§ **EXERCISE DETAILS**
Two lines in the data below mark the range: the one with "pub struct LinkState" and the one with "for (i, (linear, angular))". Return both, along with every line between them, exactly.

----------------------------------------

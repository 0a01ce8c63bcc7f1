//! The state container mutated once per control cycle.

use nalgebra::{DVector, Matrix3, SMatrix, Vector3, Vector6};

use crate::{
    config::{FrameOffsets, GrfBounds},
    contact::ContactTracker,
    foot::{Feet, Foot},
    grf::GroundReactionForces,
    kinematics::KinematicsFrame,
    rotation::{euler_zyx_to_matrix, wrap_angle},
};

/// Number of entries in an IMU sample.
pub const IMU_LEN: usize = 9;

/// Published state: body, left foot and right foot blocks of four rows each.
pub type ResultMatrix = SMatrix<f64, 12, 6>;

/// One IMU reading.
#[derive(Debug, Clone, Copy, PartialEq, Default)]
#[cfg_attr(
    feature = "serde-serialize",
    derive(serde::Serialize, serde::Deserialize)
)]
pub struct ImuSample {
    /// Roll, pitch and yaw in rad.
    pub euler: Vector3<f64>,
    /// Angular rate in the body frame in rad/s.
    pub angular_velocity: Vector3<f64>,
    /// Specific force in the body frame in m/s^2.
    pub specific_force: Vector3<f64>,
}

impl ImuSample {
    /// Splits a `[roll, pitch, yaw, wx, wy, wz, ax, ay, az]` sample.
    ///
    /// Returns `None` unless `raw` has exactly [`IMU_LEN`] entries.
    #[must_use]
    pub fn from_slice(raw: &[f64]) -> Option<Self> {
        if raw.len() != IMU_LEN {
            return None;
        }
        Some(Self {
            euler: Vector3::new(raw[0], raw[1], raw[2]),
            angular_velocity: Vector3::new(raw[3], raw[4], raw[5]),
            specific_force: Vector3::new(raw[6], raw[7], raw[8]),
        })
    }

    /// Whether every component is finite.
    #[must_use]
    pub fn is_finite(&self) -> bool {
        self.euler
            .iter()
            .chain(self.angular_velocity.iter())
            .chain(self.specific_force.iter())
            .all(|v| v.is_finite())
    }

    /// Body to world rotation, with yaw measured from `reference`.
    #[must_use]
    pub fn orientation(&self, reference: &ImuSample) -> Matrix3<f64> {
        let mut euler = self.euler;
        euler.z = wrap_angle(euler.z - reference.euler.z);
        euler_zyx_to_matrix(&euler)
    }
}

/// Joint samples of one cycle, one entry per degree of freedom.
#[derive(Debug, Clone, PartialEq)]
pub struct JointState {
    /// Joint positions in rad.
    pub position: DVector<f64>,
    /// Joint velocities in rad/s.
    pub velocity: DVector<f64>,
    /// Joint accelerations in rad/s^2.
    pub acceleration: DVector<f64>,
    /// Joint torques in Nm.
    pub torque: DVector<f64>,
}

impl JointState {
    /// All-zero samples for `dof` joints.
    #[must_use]
    pub fn zeros(dof: usize) -> Self {
        Self {
            position: DVector::zeros(dof),
            velocity: DVector::zeros(dof),
            acceleration: DVector::zeros(dof),
            torque: DVector::zeros(dof),
        }
    }
}

/// Fused state of a rigid body in the world frame.
#[derive(Debug, Clone, Copy, PartialEq, Default)]
#[cfg_attr(
    feature = "serde-serialize",
    derive(serde::Serialize, serde::Deserialize)
)]
pub struct LinkState {
    /// Position in m.
    pub position: Vector3<f64>,
    /// Roll, pitch and yaw in rad.
    pub orientation: Vector3<f64>,
    /// Linear velocity in m/s.
    pub velocity: Vector3<f64>,
    /// Angular velocity in rad/s.
    pub angular_velocity: Vector3<f64>,
    /// Linear acceleration in m/s^2.
    pub acceleration: Vector3<f64>,
    /// Angular acceleration in rad/s^2.
    pub angular_acceleration: Vector3<f64>,
    /// Contact wrench `[f; m]` acting on the body.
    pub wrench: Vector6<f64>,
}

impl LinkState {
    fn write_block(&self, matrix: &mut ResultMatrix, row: usize) {
        let rows = [
            (self.position, self.orientation),
            (self.velocity, self.angular_velocity),
            (self.acceleration, self.angular_acceleration),
            (
                self.wrench.fixed_rows::<3>(0).into_owned(),
                self.wrench.fixed_rows::<3>(3).into_owned(),
            ),
        ];
        for (i, (linear, angular)) in rows.iter().enumerate() {
            matrix.fixed_view_mut::<1, 3>(row + i, 0).copy_from(&linear.transpose());
            matrix.fixed_view_mut::<1, 3>(row + i, 3).copy_from(&angular.transpose());
        }
    }
}

/// Estimator outputs.
#[derive(Debug, Clone, Copy, PartialEq, Default)]
#[cfg_attr(
    feature = "serde-serialize",
    derive(serde::Serialize, serde::Deserialize)
)]
pub struct OutputState {
    /// Torso reference point. Its wrench is the net contact wrench.
    pub body: LinkState,
    /// Sole contact points.
    pub feet: Feet<LinkState>,
    /// Low-pass filtered torso velocity.
    pub filtered_velocity: Vector3<f64>,
}

impl OutputState {
    /// Packs the outputs into the published matrix.
    ///
    /// Rows `0..4` hold the body, `4..8` the left foot and `8..12` the right
    /// foot. Within a block the rows are position and orientation, linear and
    /// angular velocity, linear and angular acceleration, force and moment.
    #[must_use]
    pub fn to_matrix(&self) -> ResultMatrix {
        let mut matrix = ResultMatrix::zeros();
        self.body.write_block(&mut matrix, 0);
        self.feet.left.write_block(&mut matrix, 4);
        self.feet.right.write_block(&mut matrix, 8);
        matrix
    }
}

/// Everything the estimator knows about the robot.
#[derive(Debug, Clone, PartialEq)]
pub struct RobotState {
    /// Joint samples of the last accepted cycle, after clamping.
    pub joints: JointState,
    /// IMU sample of the last accepted cycle.
    pub imu: ImuSample,
    /// First finite IMU sample, defining the world heading.
    pub imu_init: Option<ImuSample>,
    /// Kinematics of the last cycle that produced them.
    pub kinematics: Option<KinematicsFrame>,
    /// Reference point offsets handed to the kinematics provider.
    pub offsets: FrameOffsets,
    /// Contact wrench estimates.
    pub grf: GroundReactionForces,
    /// Contact classification.
    pub contact: ContactTracker,
    /// Fused outputs.
    pub output: OutputState,
}

impl RobotState {
    /// A fresh state for `dof` joints, before any sample has been seen.
    #[must_use]
    pub fn new(dof: usize, offsets: FrameOffsets, bounds: GrfBounds) -> Self {
        Self {
            joints: JointState::zeros(dof),
            imu: ImuSample::default(),
            imu_init: None,
            kinematics: None,
            offsets,
            grf: GroundReactionForces::default(),
            contact: ContactTracker::new(bounds),
            output: OutputState::default(),
        }
    }

    /// Fused state of `foot`.
    #[must_use]
    pub fn foot(&self, foot: Foot) -> &LinkState {
        &self.output.feet[foot]
    }
}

----------------------------------------

§ **OUTPUT BELOW**
pub struct LinkState {
    /// Position in m.
    pub position: Vector3<f64>,
    /// Roll, pitch and yaw in rad.
    pub orientation: Vector3<f64>,
    /// Linear velocity in m/s.
    pub velocity: Vector3<f64>,
    /// Angular velocity in rad/s.
    pub angular_velocity: Vector3<f64>,
    /// Linear acceleration in m/s^2.
    pub acceleration: Vector3<f64>,
    /// Angular acceleration in rad/s^2.
    pub angular_acceleration: Vector3<f64>,
    /// Contact wrench `[f; m]` acting on the body.
    pub wrench: Vector6<f64>,
}

impl LinkState {
    fn write_block(&self, matrix: &mut ResultMatrix, row: usize) {
        let rows = [
            (self.position, self.orientation),
            (self.velocity, self.angular_velocity),
            (self.acceleration, self.angular_acceleration),
            (
                self.wrench.fixed_rows::<3>(0).into_owned(),
                self.wrench.fixed_rows::<3>(3).into_owned(),
            ),
        ];
        for (i, (linear, angular)) in rows.iter().enumerate() {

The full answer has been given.